May the Virgin Mary help us to walk along the paths of generous love towards others, the path of the Good Samaritan. May you help us live the main commandment that Christ left us. And this is the way to enter into eternal life.
[Original text: Italian]
[Translation by Deborah Castellano Lubov]
After the Angelus:
Dear Brothers and Sisters,
Today is “Sea Sunday,” in support of the pastoral care of seafarers. I encourage seafarers and fishermen in their work, often hard and risky, as well as chaplains and volunteers in their valuable service. May Mary, Star of the Sea, watch over you!
And I greet all of you, the faithful of Rome and from many parts of Italy and the world.
I address a special greeting to the pilgrims from Puerto Rico; those Poles who have completed a relay race from Krakow to Rome – good! -; and I extend this greeting to participants in the great pilgrimage of the Family of Radio Maria to the Jasna Góra Monastery, now in its 25th year. But I was there I also heard some of my compatriots who are not silent. Argentines who are here, and make noise – [que hacen lío] – a special greeting!
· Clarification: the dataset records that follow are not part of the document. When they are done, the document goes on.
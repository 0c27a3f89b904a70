//! Middleware stack for the API server
//!
//! Provides logging, request ID generation, CORS, rate limiting, and
//! timeouts.

use axum::{
    body::Body,
    http::{header, HeaderValue, Method, Request, StatusCode},
    Router,
};
use clip_common::{CorsConfig, RateLimitConfig};
use std::sync::Arc;
use std::time::Duration;
use tower_governor::{
    governor::GovernorConfigBuilder, key_extractor::GlobalKeyExtractor, GovernorLayer,
};
use tower_http::{
    cors::{AllowOrigin, Any, CorsLayer},
    request_id::{MakeRequestUuid, PropagateRequestIdLayer, SetRequestIdLayer},
    timeout::TimeoutLayer,
    trace::{DefaultOnRequest, DefaultOnResponse, TraceLayer},
};
use tracing::Level;

use crate::state::AppState;

/// Header name for request ID
pub const REQUEST_ID_HEADER: &str = "x-request-id";

/// Request timeout; uploads stream within this window
const REQUEST_TIMEOUT: Duration = Duration::from_secs(120);

/// Apply the middleware stack with rate limiting and configured CORS
pub fn apply_middleware(
    router: Router<AppState>,
    rate_limit_config: &RateLimitConfig,
    cors_config: &CorsConfig,
    is_production: bool,
) -> Router<AppState> {
    // Rate limit is global rather than per-IP; fine behind a trusted proxy
    let governor_conf = Arc::new(
        GovernorConfigBuilder::default()
            .per_second(rate_limit_config.requests_per_second.into())
            .burst_size(rate_limit_config.burst)
            .key_extractor(GlobalKeyExtractor)
            .finish()
            .expect("Failed to create rate limiter configuration"),
    );

    // Layers run bottom-up for requests: rate limit, request ID, trace,
    // timeout, CORS, then the handler
    router
        .layer(create_cors_layer(cors_config, is_production))
        .layer(TimeoutLayer::with_status_code(
            StatusCode::SERVICE_UNAVAILABLE,
            REQUEST_TIMEOUT,
        ))
        .layer(
            TraceLayer::new_for_http()
                .make_span_with(|request: &Request<Body>| {
                    let request_id = request
                        .headers()
                        .get(REQUEST_ID_HEADER)
                        .and_then(|v| v.to_str().ok())
                        .unwrap_or("unknown");

                    tracing::info_span!(
                        "http_request",
                        method = %request.method(),
                        uri = %request.uri(),
                        request_id = %request_id,
                    )
                })
                .on_request(DefaultOnRequest::new().level(Level::INFO))
                .on_response(DefaultOnResponse::new().level(Level::INFO)),
        )
        .layer(PropagateRequestIdLayer::new(header::HeaderName::from_static(
            REQUEST_ID_HEADER,
        )))
        .layer(SetRequestIdLayer::new(
            header::HeaderName::from_static(REQUEST_ID_HEADER),
            MakeRequestUuid,
        ))
        .layer(GovernorLayer {
            config: governor_conf,
        })
}

/// Create CORS layer from configuration
fn create_cors_layer(config: &CorsConfig, is_production: bool) -> CorsLayer {
    let base_layer = CorsLayer::new()
        .allow_methods([
            Method::GET,
            Method::POST,
            Method::PUT,
            Method::PATCH,
            Method::DELETE,
            Method::OPTIONS,
        ])
        .allow_headers([
            header::AUTHORIZATION,
            header::CONTENT_TYPE,
            header::ACCEPT,
            header::HeaderName::from_static(REQUEST_ID_HEADER),
        ])
        .expose_headers([header::HeaderName::from_static(REQUEST_ID_HEADER)]);

    // Production only serves configured origins; development falls back to
    // any origin when none are configured
    if is_production || !config.allowed_origins.is_empty() {
        if config.allowed_origins.is_empty() {
            tracing::warn!(
                "CORS: No allowed origins configured in production mode. \
                 Requests from browsers will be blocked."
            );
            base_layer.allow_origin(AllowOrigin::list(Vec::<HeaderValue>::new()))
        } else {
            let origins: Vec<HeaderValue> = config
                .allowed_origins
                .iter()
                .filter_map(|origin| {
                    origin.parse::<HeaderValue>().ok().or_else(|| {
                        tracing::warn!("Invalid CORS origin: {}", origin);
                        None
                    })
                })
                .collect();

            tracing::info!("CORS: Allowing {} configured origins", origins.len());
            base_layer.allow_origin(AllowOrigin::list(origins))
        }
    } else {
        tracing::warn!(
            "CORS: Allowing any origin (development mode). \
             Configure CORS_ALLOWED_ORIGINS for production."
        );
        base_layer.allow_origin(Any)
    }
}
I greet the families of the diocese of Adria-Rovigo, the Daughters of Charity of the Most Precious Blood, the Secular Order Teresian, the faithful of Limbiate and John Paul II Missionary Community.
I wish you all a good Sunday, and a hot Sunday! Please do not forget to pray for me. Good lunch and goodbye!
[Original text: Italian] [Translation by Deborah Castellano Lubov]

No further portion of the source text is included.